Citing the audit report for 2013 released by CoA last April 2015, Ridon said despite the release and use of billions of loaned money to finance development projects, DAR has “little to show as accomplishments.”

For Agrarian Reform Community Project Phase II, the Italian assistance, which was funded from a P4.49-billion loan from the Asian Development Bank, was used only to complete 2.25 percent of the project that began in March 2009 despite utilizing P3.6 billion out of the P4.8-billion allocation.

Due to non-implementation or slow implementation, this resulted in DAR paying a commitment fee totaling P14.79 million, he said.

“CoA also noted that DAR used P3.6 million from the project funds for bonuses, medical benefits, and clothing allowance of its personnel,” Ridon said.

“DAR’s slow and even anomalous use of foreign loans is suspect. Funds allotted for farming implements, farm-to-market roads and bridges may already be flowing into the pockets of corrupt executives. It is doubly troubling since we’re talking about foreign loans, loans that the Filipino nation need to repay in the years to come,” Ridon said.

According to Ridon, as of December 31, 2013 or six years into the eight years project duration of Agrarian Reform Infrastructure Support Project Phase III, only 41.92 percent of the infrastructure component was completed.

This, Ridon said, despite the utilization of P7.76 billion or 97.43 percent of its total project cost of P7.96 billion.

“COA also noted that expenses amounting to P4.17 million not related to the project were charged to the project funds. About P6 billion of the total funding for ARISP III was loaned from the Japan Bank for International Cooperation (JBIC),” he added.

In the case of the Italian Assistance to Agrarian Reform Community Development Support Program (IAARCDSP), which is funded by a P1.57 billion loan from Italy, COA noted that DAR has not yet accomplished anything 11 months into the project, despite the release of P20.7 million initially in 2013, Ridon said.

COA also noted the slow accomplishment rate for the Mindanao Sustainable Agrarian and Agriculture Development Project (MINSAAD), which posted only a 12.46 accomplishment rate.

“COA also noted the irregular and unauthorized use of P6.254 million from the project fund. MINSAAD is primarily funded by a loan from JICA,” Ridon said.

Ridon also chided Reyes for brazenly defying COA’s audit recommendations, with COA reporting that the agency did not fully implement any of its 17 audit recommendations in year 2012, while partially implementing only 12 recommendations, and ignoring five other recommendations.

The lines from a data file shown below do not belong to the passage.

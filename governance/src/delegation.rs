//! Vote delegation: entrust voting power to a representative.
//!
//! Supports:
//! - **Transitive delegation** (A→B→C means A's stake is counted for C)
//! - **Cycle rejection** at write time and max-depth limits on every walk
//! - **Cache invalidation** of every address whose power an edge change affects
//!
//! Edges live in an injected [`DelegationStore`]; the registry adds the graph
//! rules and serializes writers.

use crate::cache::VotingPowerCache;
use crate::call::bounded;
use crate::error::DelegationError;
use crate::spans::delegation_span;
use crate::INTEGRITY_TARGET;
use civitas_store::DelegationStore;
use civitas_types::Address;
use std::collections::{BTreeSet, HashSet};
use std::sync::Arc;
use std::time::Duration;
use tokio::sync::Mutex;
use tracing::{debug, info, warn, Instrument};

/// How an outgoing-chain walk stopped.
#[derive(Debug, PartialEq, Eq)]
enum WalkEnd {
    /// Reached an address with no outgoing edge.
    Root,
    /// Came back to an address already on the chain.
    Cycle,
    TooDeep,
}

/// Manages delegation edges on top of a [`DelegationStore`].
pub struct DelegationRegistry {
    store: Arc<dyn DelegationStore>,
    cache: Arc<VotingPowerCache>,
    max_depth: usize,
    timeout: Duration,
    /// One writer at a time; reads never take it.
    writer: Mutex<()>,
}

impl DelegationRegistry {
    pub fn new(
        store: Arc<dyn DelegationStore>,
        cache: Arc<VotingPowerCache>,
        max_depth: usize,
        timeout: Duration,
    ) -> Self {
        Self {
            store,
            cache,
            max_depth,
            timeout,
            writer: Mutex::new(()),
        }
    }

    /// Set or replace `from`'s delegation.
    ///
    /// All reads happen before the write, so a rejection or a store failure
    /// leaves the graph untouched.
    pub async fn delegate(&self, from: &Address, to: &Address) -> Result<(), DelegationError> {
        if from == to {
            return Err(DelegationError::SelfDelegation);
        }
        let span = delegation_span(from, Some(to));
        async {
            let _guard = self.writer.lock().await;

            let (new_chain, end) = self.walk(to).await?;
            if new_chain.contains(from) {
                return Err(DelegationError::CyclicDelegation {
                    from: from.clone(),
                    to: to.clone(),
                });
            }
            match end {
                WalkEnd::Root => {}
                WalkEnd::TooDeep => return Err(DelegationError::ChainTooDeep(to.clone())),
                WalkEnd::Cycle => {
                    warn!(target: INTEGRITY_TARGET, %to, "existing delegation chain loops");
                    return Err(DelegationError::CorruptGraph(to.clone()));
                }
            }

            // Longest resulting path: deepest delegator into `from`, the new edge,
            // then `to`'s outgoing hops.
            let (upstream, height) = self.upstream(from).await?;
            if height + new_chain.len() > self.max_depth {
                return Err(DelegationError::ChainTooDeep(from.clone()));
            }
            let old_chain = match bounded(self.timeout, "delegation", self.store.get_delegate(from)).await? {
                Some(old) if &old != to => self.walk(&old).await?.0,
                _ => Vec::new(),
            };

            let previous = bounded(self.timeout, "delegation", self.store.put_delegation(from, to)).await?;
            info!(%from, %to, previous = ?previous, "delegation set");

            let mut affected: BTreeSet<&Address> = BTreeSet::new();
            affected.insert(from);
            affected.extend(&upstream);
            affected.extend(&old_chain);
            affected.extend(&new_chain);
            self.cache.invalidate_all(affected).await;
            Ok(())
        }
        .instrument(span)
        .await
    }

    /// Remove `from`'s delegation. A no-op when there is none.
    pub async fn undelegate(&self, from: &Address) -> Result<(), DelegationError> {
        let span = delegation_span(from, None);
        async {
            let _guard = self.writer.lock().await;

            let Some(current) = bounded(self.timeout, "delegation", self.store.get_delegate(from)).await? else {
                debug!(%from, "undelegate without delegation");
                return Ok(());
            };
            let (upstream, _) = self.upstream(from).await?;
            let (old_chain, _) = self.walk(&current).await?;

            bounded(self.timeout, "delegation", self.store.remove_delegation(from)).await?;
            info!(%from, previous = %current, "delegation removed");

            let mut affected: BTreeSet<&Address> = BTreeSet::new();
            affected.insert(from);
            affected.extend(&upstream);
            affected.extend(&old_chain);
            self.cache.invalidate_all(affected).await;
            Ok(())
        }
        .instrument(span)
        .await
    }

    /// The direct delegate of `address` (None if not delegated).
    pub async fn get_delegate(&self, address: &Address) -> Result<Option<Address>, DelegationError> {
        Ok(bounded(self.timeout, "delegation", self.store.get_delegate(address)).await?)
    }

    /// Addresses that delegate directly to `address`.
    pub async fn get_delegators(&self, address: &Address) -> Result<BTreeSet<Address>, DelegationError> {
        Ok(bounded(self.timeout, "delegation", self.store.get_delegators(address)).await?)
    }

    /// Resolve the final delegate for `from` by following its outgoing chain.
    /// Returns None if the chain loops or exceeds the maximum depth.
    pub async fn resolve(&self, from: &Address) -> Result<Option<Address>, DelegationError> {
        let (chain, end) = self.walk(from).await?;
        Ok(match end {
            WalkEnd::Root => chain.last().cloned(),
            WalkEnd::Cycle | WalkEnd::TooDeep => None,
        })
    }

    /// Addresses on the outgoing chain starting at `start` (inclusive).
    async fn walk(&self, start: &Address) -> Result<(Vec<Address>, WalkEnd), DelegationError> {
        let mut chain = vec![start.clone()];
        let mut seen = HashSet::from([start.clone()]);
        let mut current = start.clone();
        for _ in 0..self.max_depth {
            match bounded(self.timeout, "delegation", self.store.get_delegate(&current)).await? {
                None => return Ok((chain, WalkEnd::Root)),
                Some(next) => {
                    if !seen.insert(next.clone()) {
                        chain.push(next);
                        return Ok((chain, WalkEnd::Cycle));
                    }
                    chain.push(next.clone());
                    current = next;
                }
            }
        }
        Ok((chain, WalkEnd::TooDeep))
    }

    /// Every address delegating into `root`, directly or transitively, and the
    /// number of hops from the farthest of them (walk capped at the maximum depth).
    async fn upstream(&self, root: &Address) -> Result<(BTreeSet<Address>, usize), DelegationError> {
        let mut found = BTreeSet::new();
        let mut frontier = vec![root.clone()];
        let mut height = 0;
        for _ in 0..self.max_depth {
            let mut next = Vec::new();
            for node in frontier {
                for delegator in bounded(self.timeout, "delegation", self.store.get_delegators(&node)).await? {
                    if &delegator != root && found.insert(delegator.clone()) {
                        next.push(delegator);
                    }
                }
            }
            if next.is_empty() {
                break;
            }
            height += 1;
            frontier = next;
        }
        Ok((found, height))
    }
}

“It appears that not even COA can restrain DAR from its unscrupulous use of public funds. Is this the tuwid na daan [straight path] the President is touting?” Ridon asked.

“Despite the adverse findings in COA’s 2013 audit report on DAR, especially with regard to use of funds for foreign-assisted projects, the agency is again asking for authority to use P1.6 billion more funds, mostly sourced from foreign loans, for 2016,” Ridon said.

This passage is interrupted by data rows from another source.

//! Nullable cache: in-memory TTL key-value store driven by an injected clock.

use crate::Faults;
use async_trait::async_trait;
use civitas_store::{KvCache, StoreError};
use civitas_types::{Clock, Timestamp};
use std::collections::HashMap;
use std::sync::Arc;
use std::sync::Mutex;

/// An in-memory TTL cache for testing and single-process deployments.
///
/// Entries expire when the injected clock reaches `inserted_at + ttl`.
pub struct NullCache {
    entries: Mutex<HashMap<String, (Vec<u8>, Timestamp)>>,
    clock: Arc<dyn Clock>,
    pub faults: Faults,
}

impl NullCache {
    pub fn new(clock: Arc<dyn Clock>) -> Self {
        Self {
            entries: Mutex::new(HashMap::new()),
            clock,
            faults: Faults::default(),
        }
    }

    /// Whether a live (unexpired) entry exists for `key`.
    pub fn contains(&self, key: &str) -> bool {
        let now = self.clock.now();
        self.entries
            .lock()
            .unwrap()
            .get(key)
            .is_some_and(|(_, expires)| now < *expires)
    }

    /// Overwrite the raw bytes stored under `key`, keeping its expiry.
    pub fn corrupt(&self, key: &str, bytes: Vec<u8>) {
        if let Some(entry) = self.entries.lock().unwrap().get_mut(key) {
            entry.0 = bytes;
        }
    }
}

#[async_trait]
impl KvCache for NullCache {
    async fn get(&self, key: &str) -> Result<Option<Vec<u8>>, StoreError> {
        self.faults.apply("cache").await?;
        let now = self.clock.now();
        let mut entries = self.entries.lock().unwrap();
        match entries.get(key) {
            Some((value, expires)) if now < *expires => Ok(Some(value.clone())),
            Some(_) => {
                entries.remove(key);
                Ok(None)
            }
            None => Ok(None),
        }
    }

    async fn set(&self, key: &str, value: Vec<u8>, ttl_secs: u64) -> Result<(), StoreError> {
        self.faults.apply("cache").await?;
        let expires = Timestamp::new(self.clock.now().as_secs().saturating_add(ttl_secs));
        self.entries
            .lock()
            .unwrap()
            .insert(key.to_string(), (value, expires));
        Ok(())
    }

    async fn delete(&self, key: &str) -> Result<(), StoreError> {
        self.faults.apply("cache").await?;
        self.entries.lock().unwrap().remove(key);
        Ok(())
    }
}
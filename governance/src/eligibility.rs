//! Vote and proposal eligibility.

use crate::call::bounded;
use crate::error::Ineligible;
use crate::power::VotingPowerCalculator;
use civitas_store::VoteHistoryStore;
use civitas_types::{Address, ProposalId, VotingPower};
use std::sync::Arc;
use std::time::Duration;
use tracing::{debug, warn};

/// Decides whether an address may vote on a proposal or create one.
///
/// Read-only. Unavailable power reads as zero, so failures deny.
pub struct EligibilityChecker {
    calculator: Arc<VotingPowerCalculator>,
    history: Arc<dyn VoteHistoryStore>,
    vote_threshold: u128,
    proposal_threshold: u128,
    timeout: Duration,
}

impl EligibilityChecker {
    pub fn new(
        calculator: Arc<VotingPowerCalculator>,
        history: Arc<dyn VoteHistoryStore>,
        vote_threshold: u128,
        proposal_threshold: u128,
        timeout: Duration,
    ) -> Self {
        Self {
            calculator,
            history,
            vote_threshold,
            proposal_threshold,
            timeout,
        }
    }

    /// The power `address` would vote with on `proposal`, or why it may not.
    ///
    /// Checks run in order: prior vote, outgoing delegation, power threshold.
    pub async fn check_vote(&self, address: &Address, proposal: &ProposalId) -> Result<VotingPower, Ineligible> {
        match bounded(self.timeout, "history", self.history.has_voted(address, proposal)).await {
            Ok(true) => return Err(Ineligible::AlreadyVoted),
            Ok(false) => {}
            Err(e) => {
                warn!(%address, %proposal, error = %e, "vote history unavailable; denying");
                return Err(Ineligible::HistoryUnavailable);
            }
        }

        let power = self.calculator.compute_voting_power(address).await;
        if let Some(delegate) = &power.delegated_to {
            return Err(Ineligible::Delegated(delegate.clone()));
        }
        Self::meets(power, self.vote_threshold)
    }

    pub async fn can_vote(&self, address: &Address, proposal: &ProposalId) -> bool {
        let verdict = self.check_vote(address, proposal).await;
        if let Err(reason) = &verdict {
            debug!(%address, %proposal, %reason, "not eligible to vote");
        }
        verdict.is_ok()
    }

    /// The power `address` holds if it may create a proposal.
    pub async fn check_proposal(&self, address: &Address) -> Result<VotingPower, Ineligible> {
        let power = self.calculator.compute_voting_power(address).await;
        Self::meets(power, self.proposal_threshold)
    }

    pub async fn can_create_proposal(&self, address: &Address) -> bool {
        self.check_proposal(address).await.is_ok()
    }

    fn meets(power: VotingPower, need: u128) -> Result<VotingPower, Ineligible> {
        if power.adjusted_power < need {
            return Err(Ineligible::InsufficientPower {
                have: power.adjusted_power,
                need,
            });
        }
        Ok(power)
    }
}
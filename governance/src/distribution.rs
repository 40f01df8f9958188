//! Proportional token distribution over an epoch's participation scores.
//!
//! Pure and deterministic: the same inputs always yield the same allocation,
//! independent of input order.

use civitas_store::ParticipationScore;
use civitas_types::{mul_div_rem, Address};
use serde::{Deserialize, Serialize};
use std::collections::BTreeMap;

/// What to do with the tokens integer truncation leaves over.
#[derive(Clone, Copy, Debug, Default, PartialEq, Eq, Serialize, Deserialize)]
#[serde(rename_all = "snake_case")]
pub enum RemainderPolicy {
    /// Keep the leftover undistributed and report it in [`Distribution::remainder`].
    /// It is not carried into the next epoch.
    #[default]
    Retain,
    /// Hand leftover tokens out one at a time, largest truncated fraction first
    /// (ties broken by address), so the whole budget is allocated.
    LargestRemainder,
}

/// Outcome of one epoch's distribution.
#[derive(Clone, Debug, PartialEq, Eq, Serialize, Deserialize)]
pub struct Distribution {
    pub epoch: u64,
    pub allocations: BTreeMap<Address, u128>,
    pub distributed: u128,
    /// Tokens of the budget that were not allocated.
    pub remainder: u128,
}

impl Distribution {
    fn empty(epoch: u64, total_tokens: u128) -> Self {
        Self {
            epoch,
            allocations: BTreeMap::new(),
            distributed: 0,
            remainder: total_tokens,
        }
    }
}

/// Smallest right shift that lets every score, shifted, sum without overflow.
fn score_shift(participants: &[ParticipationScore]) -> u32 {
    (0..u128::BITS)
        .find(|shift| {
            participants
                .iter()
                .try_fold(0u128, |acc, p| acc.checked_add(p.score >> shift))
                .is_some()
        })
        .unwrap_or(u128::BITS - 1)
}

/// Split `total_tokens` across participants in proportion to their scores.
///
/// Each share is `floor(total_tokens * score / total_score)`. Repeated addresses
/// have their scores summed. A zero total score yields an empty allocation.
///
/// Scores whose sum would overflow `u128` are all shifted right by the same
/// amount first, so the shares stay proportional and never exceed the budget.
pub fn compute_distribution(
    epoch: u64,
    participants: &[ParticipationScore],
    total_tokens: u128,
    policy: RemainderPolicy,
) -> Distribution {
    let shift = score_shift(participants);
    let mut scores: BTreeMap<&Address, u128> = BTreeMap::new();
    for p in participants {
        // cannot overflow: the shifted total fits
        *scores.entry(&p.address).or_default() += p.score >> shift;
    }
    let total_score: u128 = scores.values().sum();
    if total_score == 0 {
        return Distribution::empty(epoch, total_tokens);
    }

    let mut allocations = BTreeMap::new();
    let mut fractions = Vec::with_capacity(scores.len());
    let mut distributed: u128 = 0;
    for (address, score) in scores {
        let (share, frac) = mul_div_rem(total_tokens, score, total_score);
        distributed += share;
        allocations.insert(address.clone(), share);
        fractions.push((frac, address));
    }

    if policy == RemainderPolicy::LargestRemainder {
        let leftover = total_tokens - distributed;
        // Stable sort keeps address order among equal fractions.
        fractions.sort_by(|a, b| b.0.cmp(&a.0));
        for (_, address) in fractions.into_iter().take(leftover as usize) {
            if let Some(share) = allocations.get_mut(address) {
                *share += 1;
                distributed += 1;
            }
        }
    }

    Distribution {
        epoch,
        allocations,
        distributed,
        remainder: total_tokens - distributed,
    }
}

#[cfg(test)]
mod tests {
    use super::*;

    fn score(name: &str, score: u128) -> ParticipationScore {
        ParticipationScore {
            address: Address::new(name),
            score,
        }
    }

    #[test]
    fn proportional_shares() {
        let d = compute_distribution(
            1,
            &[score("a", 1), score("b", 3)],
            1_000,
            RemainderPolicy::Retain,
        );
        assert_eq!(d.allocations[&Address::new("a")], 250);
        assert_eq!(d.allocations[&Address::new("b")], 750);
        assert_eq!(d.distributed, 1_000);
        assert_eq!(d.remainder, 0);
    }

    #[test]
    fn zero_total_score_is_empty() {
        let d = compute_distribution(1, &[score("a", 0)], 1_000, RemainderPolicy::Retain);
        assert!(d.allocations.is_empty());
        assert_eq!(d.remainder, 1_000);

        let none = compute_distribution(1, &[], 1_000, RemainderPolicy::LargestRemainder);
        assert!(none.allocations.is_empty());
    }

    #[test]
    fn retain_reports_truncated_remainder() {
        let d = compute_distribution(
            3,
            &[score("a", 1), score("b", 1), score("c", 1)],
            100,
            RemainderPolicy::Retain,
        );
        assert!(d.allocations.values().all(|v| *v == 33));
        assert_eq!(d.distributed, 99);
        assert_eq!(d.remainder, 1);
    }

    #[test]
    fn largest_remainder_allocates_everything() {
        let d = compute_distribution(
            3,
            &[score("a", 1), score("b", 1), score("c", 1)],
            101,
            RemainderPolicy::LargestRemainder,
        );
        // equal fractions: ties go to the lowest addresses
        assert_eq!(d.allocations[&Address::new("a")], 34);
        assert_eq!(d.allocations[&Address::new("b")], 34);
        assert_eq!(d.allocations[&Address::new("c")], 33);
        assert_eq!(d.distributed, 101);
        assert_eq!(d.remainder, 0);
    }

    #[test]
    fn largest_fraction_wins_leftover() {
        // shares: a = 10*2/7 = 2.857, b = 10*5/7 = 7.142
        let d = compute_distribution(
            1,
            &[score("a", 2), score("b", 5)],
            10,
            RemainderPolicy::LargestRemainder,
        );
        assert_eq!(d.allocations[&Address::new("a")], 3);
        assert_eq!(d.allocations[&Address::new("b")], 7);
    }

    #[test]
    fn duplicate_addresses_merge() {
        let d = compute_distribution(
            1,
            &[score("a", 1), score("a", 1), score("b", 2)],
            100,
            RemainderPolicy::Retain,
        );
        assert_eq!(d.allocations.len(), 2);
        assert_eq!(d.allocations[&Address::new("a")], 50);
    }

    #[test]
    fn scores_summing_past_u128_stay_within_budget() {
        let d = compute_distribution(
            1,
            &[score("a", u128::MAX), score("b", u128::MAX)],
            1_000,
            RemainderPolicy::Retain,
        );
        assert_eq!(d.allocations[&Address::new("a")], 500);
        assert_eq!(d.allocations[&Address::new("b")], 500);
        assert_eq!(d.remainder, 0);

        let d = compute_distribution(
            1,
            &[score("a", u128::MAX), score("a", u128::MAX), score("b", u128::MAX / 2)],
            1_001,
            RemainderPolicy::LargestRemainder,
        );
        assert_eq!(d.distributed, 1_001);
        assert!(d.allocations[&Address::new("a")] > d.allocations[&Address::new("b")]);
    }

    #[test]
    fn input_order_does_not_matter() {
        let forward = [score("a", 7), score("b", 11), score("c", 13)];
        let mut backward = forward.clone();
        backward.reverse();
        assert_eq!(
            compute_distribution(9, &forward, 1_000_003, RemainderPolicy::LargestRemainder),
            compute_distribution(9, &backward, 1_000_003, RemainderPolicy::LargestRemainder),
        );
    }
}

He said DAR is again asking for authority to use P365.9 million for IAARCDSP, of which P363.58 million is from loan proceeds; P821.8 million for MINSAAD, of which P667.29 million is from loan proceed; and P442.9 million for Convergence on Value Chain Enhancement for Rural Growth and Empowerment, of which P374 million is from loan proceeds.

“DAR should not be allowed to incur additional foreign loans if it has no actual capacity to absorb the funds, and in turn resulting to little to no benefit for farmers,” Ridon told the plenary.